Pian Piano: il graditissimo fantasma

Tempo stimato di lettura: 3 minuti

Nel salottino si respira un’atmosfera malinconica di giornate brevi e fredde, la legna è finita, le muse si sono dileguate, il té preferito non si trova, lo zucchero si è calcificato ed un velo di polvere sembra essere calato come un sipario su ogni cosa e un’odiosa umidità avvelena le ossa.
Mi alzo in piedi e basta, mi infilo guanti nuovi di gomma verde ed inizio a pulire e riordinare. Sistemo la dispensa, pulisco, disinfetto, preparo le candele per la sera e sbatto il tappeto sotto al portico. Spalanco le finestre e mi incammino verso il  sentiero nel bosco per fare un po’ di legna con il fido carretto e la gatta bianca e nera che mi segue circospetta.
Mi sorprende il crepuscolo, ma il carretto è ormai pieno. Sulla strada del ritorno, prima della grande quercia, sento una strana melodia:

Da dove viene questa musica? Qualcuno è arrivato nel nostro rifugio di campagna? Allungo il passo e trovo la gatta ad aspettarmi sul davanzale della finestra aperta. Avrà preso una scorciatoia..Mi incammino verso l’ingresso e con grandissima sorpresa trovo un pianoforte sotto al portico. Lucido e nero.
Chiamo qua e là, ma nessuno risponde. La gatta immobile mi fissa, la musica è scomparsa. Ho saltato il pranzo e devo avere un calo degli zuccheri. Forse una delle muse ha vinto un pianoforte alla lotteria e lo ha parcheggiato qui temporaneamente? Entro, chiudo le finestre e accendo il fuoco.
Mi siedo sul divano, lotteria, lotteria, ma quale lotteria. Chiudo gli occhi e in un attimo Morfeo mi porta lontano nel suo soffice regno. In sogno sento una musica, un pianoforte suonato da un uomo di spalle e un canto da una voce nota. È una canzone di Jacques Brel ma non è lui che canta. Mi sveglio di soprassalto, la gatta è accanto al camino e la canzone continua ad entrare nella stanza dal vicino portico. Resto paralizzato sulla poltrona con dei brividi freddi lungo la schiena. Chiudo gli occhi e ascolto:

Finito il pezzo mi alzo di soprassalto verso la porta finestra, scosto la tenda, il piano è sempre lì, nero come la tenebra che si è presa il bosco ed il giardino, ma deserto, senza compari pianisti o qualsivoglia cantante. Cosa sta succedendo? Chi? Accendo il portatile e vigliaccamente mi concedo a google per rinfrescare la memoria: David Bowie!
Sarà l’immaginazione, sarà il dispiacere per la partenza del tanto amato Duca Bianco, saranno le travegole di un vecchio rottame come il sottoscritto…
Mangio un buon piatto di fagioli al pomodoro, con salvia, peperoncino, pepe e curcuma, pane fatto in casa ed un buon bicchiere di vino, facciamo anche due trattandosi di un buon Bolgheri rosso. Mi sarò liberato dai fantasmi con una degna cena? Mi riaccosto al fido divano, saluto la gatta immobile con una carezza e mi concedo ad un giallo degno di questo nome. Nella lettura, che al solito mi prende al guinzaglio, precipito a piedi pari. Intorno tutto tace, la notte semina un soffice silenzio.
Lentamente un ritrmo sincopato, una specie di jazz sembra spuntare fra le pagine.
Chiudo di scatto il libro, si interrompe il canto, ma il pianoforte continua a suonare. Mi si gela il sangue e resto come paralizzato, anche la voce riprende a farsi sentire, sempre la stessa.

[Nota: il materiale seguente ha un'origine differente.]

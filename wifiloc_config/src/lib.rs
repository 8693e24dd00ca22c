#![cfg_attr(all(not(debug_assertions), not(test)), deny(warnings))]
#![cfg_attr(
    all(not(debug_assertions), not(test)),
    deny(clippy::all, clippy::pedantic, clippy::nursery)
)]
#![allow(clippy::module_name_repetitions, clippy::missing_errors_doc)]
//! Config schemas and fingerprint seed parsing for the localization service.
//!
//! - `Config` and sub-structs are deserialized from TOML and validated.
//! - The fingerprint seed CSV loader enforces headers and groups rows into
//!   one seed per coordinate, in first-seen order.
use serde::Deserialize;

/// Fingerprint seed CSV schema.
///
/// Expected headers:
/// x,y,network,rssi
///
/// Example:
/// x,y,network,rssi
/// 0,0,Lobby,-41
/// 0,0,Cafe,-77
/// 100,100,Lobby,-80
#[derive(Debug, Deserialize, Clone)]
pub struct FingerprintRow {
    pub x: i64,
    pub y: i64,
    pub network: String,
    pub rssi: i32,
}

/// One labeled signature loaded from the seed file.
#[derive(Debug, Clone, PartialEq, Eq)]
pub struct SeedFingerprint {
    pub x: i64,
    pub y: i64,
    /// `(network name, rssi dBm)` in file order, deduplicated by name.
    pub readings: Vec<(String, i32)>,
}

#[derive(Debug, Deserialize, Clone, Copy, Default, PartialEq, Eq)]
#[serde(rename_all = "lowercase")]
pub enum ScanBackend {
    /// Run the platform scan command.
    #[default]
    Command,
    /// Serve a canned report (see `ScanCfg::simulated_report`).
    Simulated,
}

#[derive(Debug, Deserialize)]
#[serde(default)]
pub struct ScanCfg {
    pub backend: ScanBackend,
    /// Program producing the Wi-Fi report.
    pub command: String,
    pub args: Vec<String>,
    /// Upper bound for one scan command run (ms).
    pub timeout_ms: u64,
    /// Report file served by the simulated backend.
    pub simulated_report: Option<String>,
}

impl Default for ScanCfg {
    fn default() -> Self {
        Self {
            backend: ScanBackend::Command,
            command: "system_profiler".to_string(),
            args: vec!["SPAirPortDataType".to_string()],
            timeout_ms: 15_000,
            simulated_report: None,
        }
    }
}

#[derive(Debug, Deserialize, Clone, Copy, Default, PartialEq, Eq)]
#[serde(rename_all = "lowercase")]
pub enum InitialMode {
    #[default]
    Idle,
    Calibrating,
    Tracking,
}

#[derive(Debug, Deserialize)]
#[serde(default)]
pub struct SchedulerCfg {
    /// Tick period (ms).
    pub period_ms: u64,
    /// Mode the tracker starts in.
    pub initial_mode: InitialMode,
    /// Start the recurring scan timer at startup even when not tracking.
    pub autostart: bool,
}

impl Default for SchedulerCfg {
    fn default() -> Self {
        Self {
            period_ms: 5_000,
            initial_mode: InitialMode::Idle,
            autostart: true,
        }
    }
}

#[derive(Debug, Deserialize)]
#[serde(default)]
pub struct KnnCfg {
    /// Number of nearest fingerprints combined into the estimate.
    pub k: usize,
    /// Added to each distance before inverting it into a weight.
    pub epsilon: f64,
    /// Strength assumed for a network missing from one side (dBm).
    pub sentinel_dbm: i32,
}

impl Default for KnnCfg {
    fn default() -> Self {
        Self {
            k: 3,
            epsilon: 0.01,
            sentinel_dbm: -100,
        }
    }
}

#[derive(Debug, Deserialize, Clone, Copy, Default, PartialEq, Eq)]
#[serde(rename_all = "lowercase")]
pub enum StoreBackend {
    #[default]
    Memory,
    Jsonl,
}

#[derive(Debug, Deserialize)]
#[serde(default)]
pub struct StoreCfg {
    pub backend: StoreBackend,
    /// Directory holding `fingerprints.jsonl` and `scans.jsonl`.
    pub dir: String,
}

impl Default for StoreCfg {
    fn default() -> Self {
        Self {
            backend: StoreBackend::Memory,
            dir: "data".to_string(),
        }
    }
}

#[derive(Debug, Deserialize, Default, Clone, Copy)]
#[serde(default)]
pub struct PositionCfg {
    pub x: i64,
    pub y: i64,
}

#[derive(Debug, Deserialize, Default)]
#[serde(default)]
pub struct Logging {
    pub file: Option<String>,  // path to .log (JSON lines)
    pub level: Option<String>, // "info","debug"
    /// Log rotation policy: "never" | "daily" | "hourly" (default: never)
    pub rotation: Option<String>,
}

#[derive(Debug, Deserialize, Default)]
#[serde(default)]
pub struct Config {
    pub scan: ScanCfg,
    pub scheduler: SchedulerCfg,
    pub knn: KnnCfg,
    pub store: StoreCfg,
    /// Position estimate before any localization or manual move.
    pub position: PositionCfg,
    pub logging: Logging,
}

pub fn load_toml(s: &str) -> Result<Config, toml::de::Error> {
    toml::from_str::<Config>(s)
}

impl Config {
    pub fn validate(&self) -> eyre::Result<()> {
        // Scan
        if self.scan.backend == ScanBackend::Command && self.scan.command.trim().is_empty() {
            eyre::bail!("scan.command must not be empty");
        }
        if self.scan.timeout_ms == 0 {
            eyre::bail!("scan.timeout_ms must be >= 1");
        }
        if self.scan.timeout_ms > 10 * 60 * 1000 {
            eyre::bail!("scan.timeout_ms is unreasonably large (>10min)");
        }
        if self.scan.backend == ScanBackend::Simulated && self.scan.simulated_report.is_none() {
            eyre::bail!("scan.simulated_report is required for the simulated backend");
        }

        // Scheduler
        if self.scheduler.period_ms == 0 {
            eyre::bail!("scheduler.period_ms must be >= 1");
        }
        if self.scheduler.period_ms > 24 * 60 * 60 * 1000 {
            eyre::bail!("scheduler.period_ms is unreasonably large (>24h)");
        }

        // KNN
        if self.knn.k == 0 {
            eyre::bail!("knn.k must be >= 1");
        }
        if !(self.knn.epsilon.is_finite() && self.knn.epsilon > 0.0) {
            eyre::bail!("knn.epsilon must be a finite value > 0.0");
        }
        if !(-200..=0).contains(&self.knn.sentinel_dbm) {
            eyre::bail!("knn.sentinel_dbm must be in [-200, 0]");
        }

        // Store
        if self.store.backend == StoreBackend::Jsonl && self.store.dir.trim().is_empty() {
            eyre::bail!("store.dir must not be empty for the jsonl backend");
        }

        // Logging
        if let Some(rot) = self.logging.rotation.as_deref()
            && !matches!(rot, "never" | "daily" | "hourly")
        {
            eyre::bail!("logging.rotation must be one of never|daily|hourly, got {rot}");
        }

        Ok(())
    }
}

/// Group seed rows into one fingerprint per `(x, y)`.
///
/// Coordinates keep first-seen order; a network repeated at the same
/// coordinate keeps its first position and takes the later strength.
pub fn group_rows(rows: Vec<FingerprintRow>) -> eyre::Result<Vec<SeedFingerprint>> {
    let mut seeds: Vec<SeedFingerprint> = Vec::new();
    for (idx, row) in rows.into_iter().enumerate() {
        let name = row.network.trim();
        if name.is_empty() {
            eyre::bail!("fingerprint row {} has an empty network name", idx + 2);
        }
        if row.rssi > 0 {
            eyre::bail!(
                "fingerprint row {} has a positive rssi ({} dBm)",
                idx + 2,
                row.rssi
            );
        }
        let seed = match seeds.iter_mut().position(|s| s.x == row.x && s.y == row.y) {
            Some(i) => &mut seeds[i],
            None => {
                seeds.push(SeedFingerprint {
                    x: row.x,
                    y: row.y,
                    readings: Vec::new(),
                });
                let last = seeds.len() - 1;
                &mut seeds[last]
            }
        };
        match seed.readings.iter_mut().find(|(n, _)| n == name) {
            Some(existing) => existing.1 = row.rssi,
            None => seed.readings.push((name.to_string(), row.rssi)),
        }
    }
    Ok(seeds)
}

pub fn load_fingerprints_csv(path: &std::path::Path) -> eyre::Result<Vec<SeedFingerprint>> {
    let mut rdr = csv::ReaderBuilder::new()
        .has_headers(true)
        .trim(csv::Trim::All)
        .from_path(path)
        .map_err(|e| eyre::eyre!("open fingerprint CSV {:?}: {}", path, e))?;

    // Enforce exact headers
    let headers = rdr
        .headers()
        .map_err(|e| eyre::eyre!("read CSV headers {:?}: {}", path, e))?
        .clone();
    let expected = ["x", "y", "network", "rssi"];
    let actual: Vec<String> = headers.iter().map(|s| s.to_string()).collect();
    if actual != expected {
        eyre::bail!(
            "fingerprint CSV must have headers 'x,y,network,rssi', got: {}",
            actual.join(",")
        );
    }

    let mut rows = Vec::new();
    for (idx, rec) in rdr.deserialize::<FingerprintRow>().enumerate() {
        match rec {
            Ok(row) => rows.push(row),
            Err(e) => {
                eyre::bail!("invalid CSV row {}: {}", idx + 2, e);
            }
        }
    }

    group_rows(rows)
}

Devo avere il portico impestato dai fantasmi. Mi alzo nuovamente in piedi, scosto ancora una volta la tenda: due ombre, una al pianoforte e l’altra che ha ripreso a cantare nel bel mezzo del cortile. Si ferma e senza voltarsi si incammina verso il sentiero che porta al bosco e scompare, il pianista per un po’ prosegue con una bella coda strumentale. Accosto la tenda e chiudo gli occhi, cenere alla cenere ma indubbiamente vivo e vegeto.

Furtiva mano di un fantasma occulto
fra le pieghe del buio e del torpore
mi scuote, e io mi sveglio, ma nel cuore
notturno non trovo gesto o volto.

Un antico terrore, che insepolto
porto nel petto, come da un trono
scende sopra di me senza perdono,
mi fa suo servo senza cenno o insulto.

E sento la mia vita di repente
legata con un filo di Incosciente
a ignota mano diretta nell’ignoto.

Sento che niente sono, se non l’ombra
Di un volto imperscrutabile nell’ombra:
e per assenza esisto, come il vuoto.